The U.S. Supreme Court has ruled that the Individuals with Disabilities Education Act (IDEA) grants parents independent legal rights which encompass the entitlement to a free appropriate public education (FAPE) for their child.  The decision means that non-attorney parents can litigate IDEA claims in federal court unrepresented by legal counsel, because they are acting on their own behalf. Significantly, the Court side-stepped the question of whether IDEA authorizes a parent to litigate another party’s (the child’s) claims. 

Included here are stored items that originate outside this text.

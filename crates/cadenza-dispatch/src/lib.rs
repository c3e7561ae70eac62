//! # Cadenza Dispatch
//!
//! Request dispatching for the Cadenza framework.
//!
//! ## Overview
//!
//! The dispatcher handles:
//! - handing the request to the router and reading the dispatch target
//! - building the controller and running its lifecycle hooks
//! - turning every failure, panics included, into an error page
//!
//! ## Architecture
//!
//! ```text
//! Request → Router → Controller factory → pre-hook → method → post-hook → Response
//!             ↓             ↓                ↓          ↓          ↓
//!             └─────────────┴── HttpException ┴──────────┴──────────┘
//!                                     ↓
//!     configured handler → default handler → inline page → Response
//! ```
//!
//! The dispatcher shares a [`ServiceContainer`](cadenza_di::ServiceContainer)
//! with the application and registers itself and its collaborators there:
//!
//! | Service          | Type                           |
//! |------------------|--------------------------------|
//! | [`APP_SERVICE`]  | [`Dispatcher`] (weak)          |
//! | [`CONFIG_SERVICE`] | [`Settings`](cadenza_conf::Settings) |
//! | [`TEMPLATING_SERVICE`] | `Arc<dyn TemplateRenderer>` |
//!
//! ## Example
//!
//! ```rust
//! use async_trait::async_trait;
//! use cadenza_dispatch::{Controller, Dispatcher, Outcome};
//! use cadenza_http::{Error, Request, Response, Result};
//! use cadenza_urls::{Route, SimpleRouter};
//! use http::StatusCode;
//!
//! struct Articles;
//!
//! #[async_trait]
//! impl Controller for Articles {
//!     async fn invoke(&self, method: &str, _request: &Request, _response: &Response) -> Result<Outcome> {
//!         match method {
//!             "list" => Ok(serde_json::json!(["first", "second"]).into()),
//!             other => Err(Error::UnknownMethod(other.to_string())),
//!         }
//!     }
//! }
//!
//! # #[tokio::main(flavor = "current_thread")]
//! # async fn main() {
//! let dispatcher = Dispatcher::builder()
//!     .router(SimpleRouter::new().route(Route::to("/articles", "app.articles", "list")))
//!     .controller("app.articles", |_| Ok(Box::new(Articles) as Box<dyn Controller>))
//!     .build()
//!     .unwrap();
//!
//! let response = dispatcher
//!     .handle(Request::builder().uri("/articles").build().unwrap())
//!     .await;
//! assert_eq!(response.status, StatusCode::OK);
//! assert_eq!(response.body_text(), r#"["first","second"]"#);
//!
//! let response = dispatcher
//!     .handle(Request::builder().uri("/missing").build().unwrap())
//!     .await;
//! assert_eq!(response.status, StatusCode::NOT_FOUND);
//! # }
//! ```

mod builder;
pub mod controller;
mod context;
mod dispatcher;
pub mod error_handler;
mod guard;
mod outcome;
pub mod resolver;
pub mod timeline;

pub use builder::DispatcherBuilder;
pub use context::RequestContext;
pub use controller::{Controller, ControllerContext, ControllerRegistry, PostHook, PreHook};
pub use dispatcher::Dispatcher;
pub use error_handler::{
	DEFAULT_ERROR_HANDLER, DefaultErrorHandler, ErrorHandler, ErrorHandlerRegistry,
	default_error_handlers,
};
pub use outcome::Outcome;
pub use resolver::{ErrorHandlerResolver, FALLBACK_MESSAGE, fallback_page};
pub use timeline::{
	Activity, DEFAULT_ACTIVITY_LIMIT, MemoryTimeline, NoopTimeline, Timeline, TimelineError,
};

/// Service name the dispatcher registers itself under
pub const APP_SERVICE: &str = "app";

/// Service name of the shared [`Settings`](cadenza_conf::Settings)
pub const CONFIG_SERVICE: &str = "config";

/// Service name of the shared `Arc<dyn TemplateRenderer>`
pub const TEMPLATING_SERVICE: &str = "templating";

/// Response header carrying the request id in debug mode
pub const DEBUG_HEADER: &str = "x-cadenza-debug";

In this action, Jeff and Sandee Winkelman sued their child’s school district after an administrative hearing officer rejected their claim that their son’s individualized education program (IEP) failed to provide him with FAPE as required by IDEA. As the case went on, the Winkelmans proceeded without an attorney. The district court agreed with the hearing officer that the school district had provided their son with FAPE, and the parents appealed to the Sixth Circuit. The Sixth Circuit held that IDEA does not authorize parents to appear pro se on behalf of their child, a question on which other federal courts were divided.

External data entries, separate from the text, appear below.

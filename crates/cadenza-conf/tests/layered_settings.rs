//! Integration tests for building settings from files and the environment

use cadenza_conf::{
	DefaultSource, EnvSource, JsonFileSource, SettingsBuilder, TomlFileSource, auto_source,
};
use rstest::*;
use serde_json::json;
use serial_test::serial;
use std::env;
use std::fs;
use tempfile::TempDir;

/// Fixture providing a directory with a TOML and a JSON settings file
#[fixture]
fn config_dir() -> TempDir {
	let dir = TempDir::new().expect("Failed to create temporary directory");
	fs::write(
		dir.path().join("base.toml"),
		r#"
debug = false

[errors]
default = "app.errors.page"
404 = "app.errors.missing"
"#,
	)
	.expect("Failed to write base.toml");
	fs::write(
		dir.path().join("local.json"),
		r#"{"errors": {"500": "app.errors.crash"}}"#,
	)
	.expect("Failed to write local.json");
	dir
}

/// Test: file layers merge their nested tables
///
/// **Category**: Happy Path
#[rstest]
fn test_toml_and_json_merge(config_dir: TempDir) {
	let settings = SettingsBuilder::new()
		.add_source(TomlFileSource::new(config_dir.path().join("base.toml")))
		.add_source(JsonFileSource::new(config_dir.path().join("local.json")))
		.build()
		.unwrap();

	assert_eq!(settings.get_str("errors.default"), Some("app.errors.page"));
	assert_eq!(settings.get_str("errors.404"), Some("app.errors.missing"));
	assert_eq!(settings.get_str("errors.500"), Some("app.errors.crash"));
	assert!(!settings.debug().unwrap());
}

/// Test: environment variables override file values for nested keys
///
/// **Category**: Happy Path
#[rstest]
#[serial(env)]
fn test_env_overrides_files(config_dir: TempDir) {
	// SAFETY: serialized with every other environment-mutating test
	unsafe {
		env::set_var("LAYERED_IT_DEBUG", "true");
		env::set_var("LAYERED_IT_ERRORS__404", "env.errors.missing");
	}

	let settings = SettingsBuilder::new()
		.add_source(EnvSource::new().with_prefix("LAYERED_IT_"))
		.add_boxed_source(auto_source(config_dir.path().join("base.toml")).unwrap())
		.add_source(DefaultSource::new().with_value("errors.403", json!("defaults.forbidden")))
		.build();

	// SAFETY: see above
	unsafe {
		env::remove_var("LAYERED_IT_DEBUG");
		env::remove_var("LAYERED_IT_ERRORS__404");
	}

	let settings = settings.unwrap();
	assert!(settings.debug().unwrap());
	assert_eq!(settings.get_str("errors.404"), Some("env.errors.missing"));
	assert_eq!(settings.get_str("errors.default"), Some("app.errors.page"));
	assert_eq!(settings.get_str("errors.403"), Some("defaults.forbidden"));
}

/// Test: a malformed file surfaces as a build error
///
/// **Category**: Error Path
#[rstest]
fn test_invalid_toml_fails_build(config_dir: TempDir) {
	let path = config_dir.path().join("broken.toml");
	fs::write(&path, "debug = = true").unwrap();

	let result = SettingsBuilder::new()
		.add_source(TomlFileSource::new(&path))
		.build();

	assert!(result.is_err());
}

/// Test: a missing optional file leaves settings empty
///
/// **Category**: Edge Case
#[rstest]
fn test_missing_file_is_empty(config_dir: TempDir) {
	let settings = SettingsBuilder::new()
		.add_source(TomlFileSource::new(config_dir.path().join("absent.toml")))
		.build()
		.unwrap();

	assert!(settings.as_map().is_empty());
}
//! Table row for one expense on the dashboard.
//!
//! DESIGN
//! ======
//! Presentation only: the page formats the fields and supplies the delete
//! callback, so the row stays free of fetch and state concerns.

use leptos::prelude::*;

/// One rendered expense with its edit link and delete action.
#[component]
pub fn ExpenseRow(
    id: String,
    date: String,
    description: String,
    category: String,
    amount: String,
    on_delete: Callback<String>,
) -> impl IntoView {
    let edit_href = format!("/expenses/edit/{id}");
    let delete_id = id;

    view! {
        <tr class="expense-row">
            <td>{date}</td>
            <td>{description}</td>
            <td>{category}</td>
            <td class="expense-row__amount">{amount}</td>
            <td class="expense-row__actions">
                <a class="btn" href=edit_href>
                    "Edit"
                </a>
                <button
                    class="btn btn--danger"
                    on:click=move |_| on_delete.run(delete_id.clone())
                    title="Delete expense"
                >
                    "Delete"
                </button>
            </td>
        </tr>
    }
}
//! Expense-list state for the dashboard.

#[cfg(test)]
#[path = "expenses_test.rs"]
mod expenses_test;

use crate::net::types::Expense;

/// Dashboard expense list backed by the REST API.
#[derive(Clone, Debug, Default)]
pub struct ExpensesState {
    pub items: Vec<Expense>,
    /// Server-side total, which may exceed `items.len()` when paginated.
    pub total: i64,
    pub loading: bool,
    pub error: Option<String>,
}

/// Sum of the listed expense amounts.
#[must_use]
pub fn listed_total(items: &[Expense]) -> f64 {
    items.iter().map(|e| e.amount).sum()
}

/// Drop the expense with `expense_id` from `items`, if present.
pub fn remove_expense(items: &mut Vec<Expense>, expense_id: &str) {
    items.retain(|e| e.id != expense_id);
}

Justice Kennedy writing for the majority, joined by Chief Justice Roberts, and Justices Stevens, Souter, Ginsburg, Breyer, and Alito, found that nothing in IDEA’s text dealing with the parents’ rights to demand a due process hearing or to appeal an administrative determination excludes parents from the IDEA’s continued protection when they go on to assert their rights in court. The Court rejected the school district’s interpretation that IDEA merely affords parents “collateral tools” related to the child’s underlying rights. The text of the IDEA, according to the Court, “includes provisions conveying rights to parents as well as to children.” The Court also rejected the contention that the IDEA’s explicit language affording certain procedural and reimbursement-related rights to parents implicitly means parents cannot also enforce other IDEA entitlements. The parents’ procedural and reimbursement-related rights are intertwined with the substantive adequacy of the education provided the child and are not easily disentangled. To rule otherwise, the Court reasoned, would lead to incongruous results in which a parent whose disabled child has not received FAPE would have recourse in the federal courts only when the parent happened to have some claim related to the procedures employed or had incurred expenses creating a right to reimbursement. The result would be that “the adequacy of the educational program, which is, after all, the central issue in the litigation,” would be irrelevant to any action brought by the parents. 

The obvious implication for school districts is the likelihood of more litigation both involving parent-attorneys as well as true pro se litigants, the later of which often results in slow and tedious proceedings in which courts must exercise patience in dealing with parents who do not understand Federal Procedure.